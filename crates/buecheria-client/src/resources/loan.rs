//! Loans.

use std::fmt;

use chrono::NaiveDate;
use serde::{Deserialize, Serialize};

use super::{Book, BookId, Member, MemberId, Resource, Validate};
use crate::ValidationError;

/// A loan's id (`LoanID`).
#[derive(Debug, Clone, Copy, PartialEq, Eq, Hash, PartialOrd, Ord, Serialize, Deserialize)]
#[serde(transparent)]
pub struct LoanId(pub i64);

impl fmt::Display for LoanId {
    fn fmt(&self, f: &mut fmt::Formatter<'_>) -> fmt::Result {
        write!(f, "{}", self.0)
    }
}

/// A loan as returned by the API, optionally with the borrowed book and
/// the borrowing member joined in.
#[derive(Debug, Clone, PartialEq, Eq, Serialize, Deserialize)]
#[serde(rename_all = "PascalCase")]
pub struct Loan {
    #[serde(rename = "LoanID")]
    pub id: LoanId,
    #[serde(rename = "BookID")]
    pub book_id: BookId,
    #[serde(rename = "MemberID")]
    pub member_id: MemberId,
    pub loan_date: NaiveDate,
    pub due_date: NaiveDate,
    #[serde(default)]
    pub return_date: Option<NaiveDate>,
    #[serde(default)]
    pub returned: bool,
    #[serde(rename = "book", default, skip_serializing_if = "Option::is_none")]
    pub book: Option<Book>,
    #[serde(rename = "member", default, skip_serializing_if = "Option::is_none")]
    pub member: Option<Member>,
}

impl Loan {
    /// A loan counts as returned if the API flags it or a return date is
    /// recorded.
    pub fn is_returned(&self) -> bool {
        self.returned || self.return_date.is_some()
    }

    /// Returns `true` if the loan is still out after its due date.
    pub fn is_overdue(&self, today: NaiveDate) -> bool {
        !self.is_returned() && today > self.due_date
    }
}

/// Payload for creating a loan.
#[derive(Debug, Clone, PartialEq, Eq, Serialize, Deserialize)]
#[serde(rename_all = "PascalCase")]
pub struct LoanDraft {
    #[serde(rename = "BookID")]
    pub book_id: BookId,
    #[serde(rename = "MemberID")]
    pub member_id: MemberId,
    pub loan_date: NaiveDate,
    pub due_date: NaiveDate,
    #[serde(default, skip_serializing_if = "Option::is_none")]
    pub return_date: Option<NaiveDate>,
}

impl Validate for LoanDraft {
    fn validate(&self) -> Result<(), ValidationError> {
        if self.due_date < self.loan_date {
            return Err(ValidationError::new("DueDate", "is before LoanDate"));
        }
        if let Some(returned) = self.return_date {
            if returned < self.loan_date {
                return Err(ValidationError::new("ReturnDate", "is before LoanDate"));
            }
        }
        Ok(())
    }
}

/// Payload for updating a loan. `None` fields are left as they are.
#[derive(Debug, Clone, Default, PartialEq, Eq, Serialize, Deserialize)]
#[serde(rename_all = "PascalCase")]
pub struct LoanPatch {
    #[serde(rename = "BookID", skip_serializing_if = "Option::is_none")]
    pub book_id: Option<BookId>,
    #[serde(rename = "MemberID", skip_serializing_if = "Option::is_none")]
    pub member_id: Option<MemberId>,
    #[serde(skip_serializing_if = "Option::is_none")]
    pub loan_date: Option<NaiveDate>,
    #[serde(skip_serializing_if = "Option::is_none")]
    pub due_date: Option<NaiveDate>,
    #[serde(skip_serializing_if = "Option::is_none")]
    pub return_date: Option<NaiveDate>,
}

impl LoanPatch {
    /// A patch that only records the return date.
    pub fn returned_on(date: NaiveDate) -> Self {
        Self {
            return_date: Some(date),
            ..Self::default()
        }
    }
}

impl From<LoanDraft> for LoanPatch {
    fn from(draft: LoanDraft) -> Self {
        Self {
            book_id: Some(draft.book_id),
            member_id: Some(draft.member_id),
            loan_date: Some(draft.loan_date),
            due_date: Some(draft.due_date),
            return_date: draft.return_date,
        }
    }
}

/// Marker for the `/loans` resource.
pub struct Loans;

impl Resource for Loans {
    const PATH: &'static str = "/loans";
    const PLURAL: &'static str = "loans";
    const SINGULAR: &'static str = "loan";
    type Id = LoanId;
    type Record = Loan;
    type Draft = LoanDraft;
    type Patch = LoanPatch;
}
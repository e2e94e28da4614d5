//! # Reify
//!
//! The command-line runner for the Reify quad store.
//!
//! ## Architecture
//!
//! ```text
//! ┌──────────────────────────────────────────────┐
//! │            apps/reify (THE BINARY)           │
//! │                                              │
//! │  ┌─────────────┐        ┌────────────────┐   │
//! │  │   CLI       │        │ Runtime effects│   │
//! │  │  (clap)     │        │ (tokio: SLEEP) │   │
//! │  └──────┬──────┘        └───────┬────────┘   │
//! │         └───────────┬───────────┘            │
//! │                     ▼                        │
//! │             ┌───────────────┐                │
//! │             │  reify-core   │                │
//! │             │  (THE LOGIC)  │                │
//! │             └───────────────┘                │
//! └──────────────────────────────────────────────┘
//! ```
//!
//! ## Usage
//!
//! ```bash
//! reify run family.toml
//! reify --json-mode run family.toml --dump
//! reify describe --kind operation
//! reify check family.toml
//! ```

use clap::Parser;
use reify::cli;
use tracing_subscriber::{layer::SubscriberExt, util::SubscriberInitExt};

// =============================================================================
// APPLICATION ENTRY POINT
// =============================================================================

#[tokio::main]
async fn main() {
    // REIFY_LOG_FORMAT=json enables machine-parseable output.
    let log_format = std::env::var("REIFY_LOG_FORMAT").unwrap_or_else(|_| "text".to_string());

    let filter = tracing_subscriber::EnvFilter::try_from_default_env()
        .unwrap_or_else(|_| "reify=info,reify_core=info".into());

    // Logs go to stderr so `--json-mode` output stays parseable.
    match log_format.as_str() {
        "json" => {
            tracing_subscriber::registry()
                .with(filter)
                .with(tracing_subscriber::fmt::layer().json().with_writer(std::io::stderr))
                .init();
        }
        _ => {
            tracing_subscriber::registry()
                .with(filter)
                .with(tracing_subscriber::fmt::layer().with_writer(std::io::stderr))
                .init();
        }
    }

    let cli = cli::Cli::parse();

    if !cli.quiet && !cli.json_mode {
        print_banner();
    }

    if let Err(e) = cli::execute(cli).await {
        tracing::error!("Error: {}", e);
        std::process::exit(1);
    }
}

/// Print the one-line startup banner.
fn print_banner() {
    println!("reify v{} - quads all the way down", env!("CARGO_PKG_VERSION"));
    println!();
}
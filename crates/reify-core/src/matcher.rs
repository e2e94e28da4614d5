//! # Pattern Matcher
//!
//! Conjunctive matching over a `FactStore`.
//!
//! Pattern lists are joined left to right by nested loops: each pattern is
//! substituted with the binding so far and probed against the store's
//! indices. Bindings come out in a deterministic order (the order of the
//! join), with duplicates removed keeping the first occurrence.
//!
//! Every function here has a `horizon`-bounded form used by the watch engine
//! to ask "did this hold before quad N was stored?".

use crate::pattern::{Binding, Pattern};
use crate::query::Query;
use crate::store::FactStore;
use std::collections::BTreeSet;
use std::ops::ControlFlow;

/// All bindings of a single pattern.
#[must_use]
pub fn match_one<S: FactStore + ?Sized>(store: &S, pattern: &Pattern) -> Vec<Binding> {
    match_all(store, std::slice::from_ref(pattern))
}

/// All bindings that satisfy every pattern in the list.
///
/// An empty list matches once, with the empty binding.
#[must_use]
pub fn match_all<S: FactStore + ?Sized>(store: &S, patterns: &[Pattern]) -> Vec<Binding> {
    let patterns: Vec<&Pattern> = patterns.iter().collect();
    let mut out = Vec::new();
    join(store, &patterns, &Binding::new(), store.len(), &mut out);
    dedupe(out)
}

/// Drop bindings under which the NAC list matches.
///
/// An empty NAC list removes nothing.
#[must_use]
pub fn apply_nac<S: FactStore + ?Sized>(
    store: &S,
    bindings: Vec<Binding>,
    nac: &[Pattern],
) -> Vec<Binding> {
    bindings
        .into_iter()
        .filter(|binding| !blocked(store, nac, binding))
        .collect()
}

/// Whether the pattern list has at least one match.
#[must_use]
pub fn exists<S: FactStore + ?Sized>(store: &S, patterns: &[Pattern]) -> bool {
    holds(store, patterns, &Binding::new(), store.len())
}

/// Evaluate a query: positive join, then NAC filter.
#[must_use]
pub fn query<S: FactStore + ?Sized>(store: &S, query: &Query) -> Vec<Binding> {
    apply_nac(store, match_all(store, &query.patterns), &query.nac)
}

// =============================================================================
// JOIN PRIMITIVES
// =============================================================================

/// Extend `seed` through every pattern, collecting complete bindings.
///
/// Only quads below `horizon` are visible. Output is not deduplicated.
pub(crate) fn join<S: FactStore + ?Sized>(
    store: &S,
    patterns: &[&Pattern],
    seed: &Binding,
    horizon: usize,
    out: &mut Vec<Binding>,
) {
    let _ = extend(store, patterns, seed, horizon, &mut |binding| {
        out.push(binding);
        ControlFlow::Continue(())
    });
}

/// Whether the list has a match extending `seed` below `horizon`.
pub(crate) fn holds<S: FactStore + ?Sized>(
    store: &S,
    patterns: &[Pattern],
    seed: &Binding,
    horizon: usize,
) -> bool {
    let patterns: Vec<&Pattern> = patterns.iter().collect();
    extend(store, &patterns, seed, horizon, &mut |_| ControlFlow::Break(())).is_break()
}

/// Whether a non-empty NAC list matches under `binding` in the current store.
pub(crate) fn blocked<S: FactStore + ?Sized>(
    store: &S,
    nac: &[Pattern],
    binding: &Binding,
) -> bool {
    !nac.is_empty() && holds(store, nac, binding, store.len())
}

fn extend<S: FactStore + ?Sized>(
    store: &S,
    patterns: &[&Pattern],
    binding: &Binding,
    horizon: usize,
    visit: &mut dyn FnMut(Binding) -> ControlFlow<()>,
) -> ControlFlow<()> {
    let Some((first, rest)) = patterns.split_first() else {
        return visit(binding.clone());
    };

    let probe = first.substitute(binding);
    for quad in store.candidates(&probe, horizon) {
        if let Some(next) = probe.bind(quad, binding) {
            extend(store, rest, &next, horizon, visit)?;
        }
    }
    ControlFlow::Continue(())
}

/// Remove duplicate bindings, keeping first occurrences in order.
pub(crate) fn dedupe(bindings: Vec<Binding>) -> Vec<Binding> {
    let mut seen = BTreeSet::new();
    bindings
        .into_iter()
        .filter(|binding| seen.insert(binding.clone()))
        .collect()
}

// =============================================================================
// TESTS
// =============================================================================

::::

__Activity__
From the data, list each line in which the string "today" appears.

__Task solution__
    pub fn is_overdue(&self, today: NaiveDate) -> bool {
        !self.is_returned() && today > self.due_date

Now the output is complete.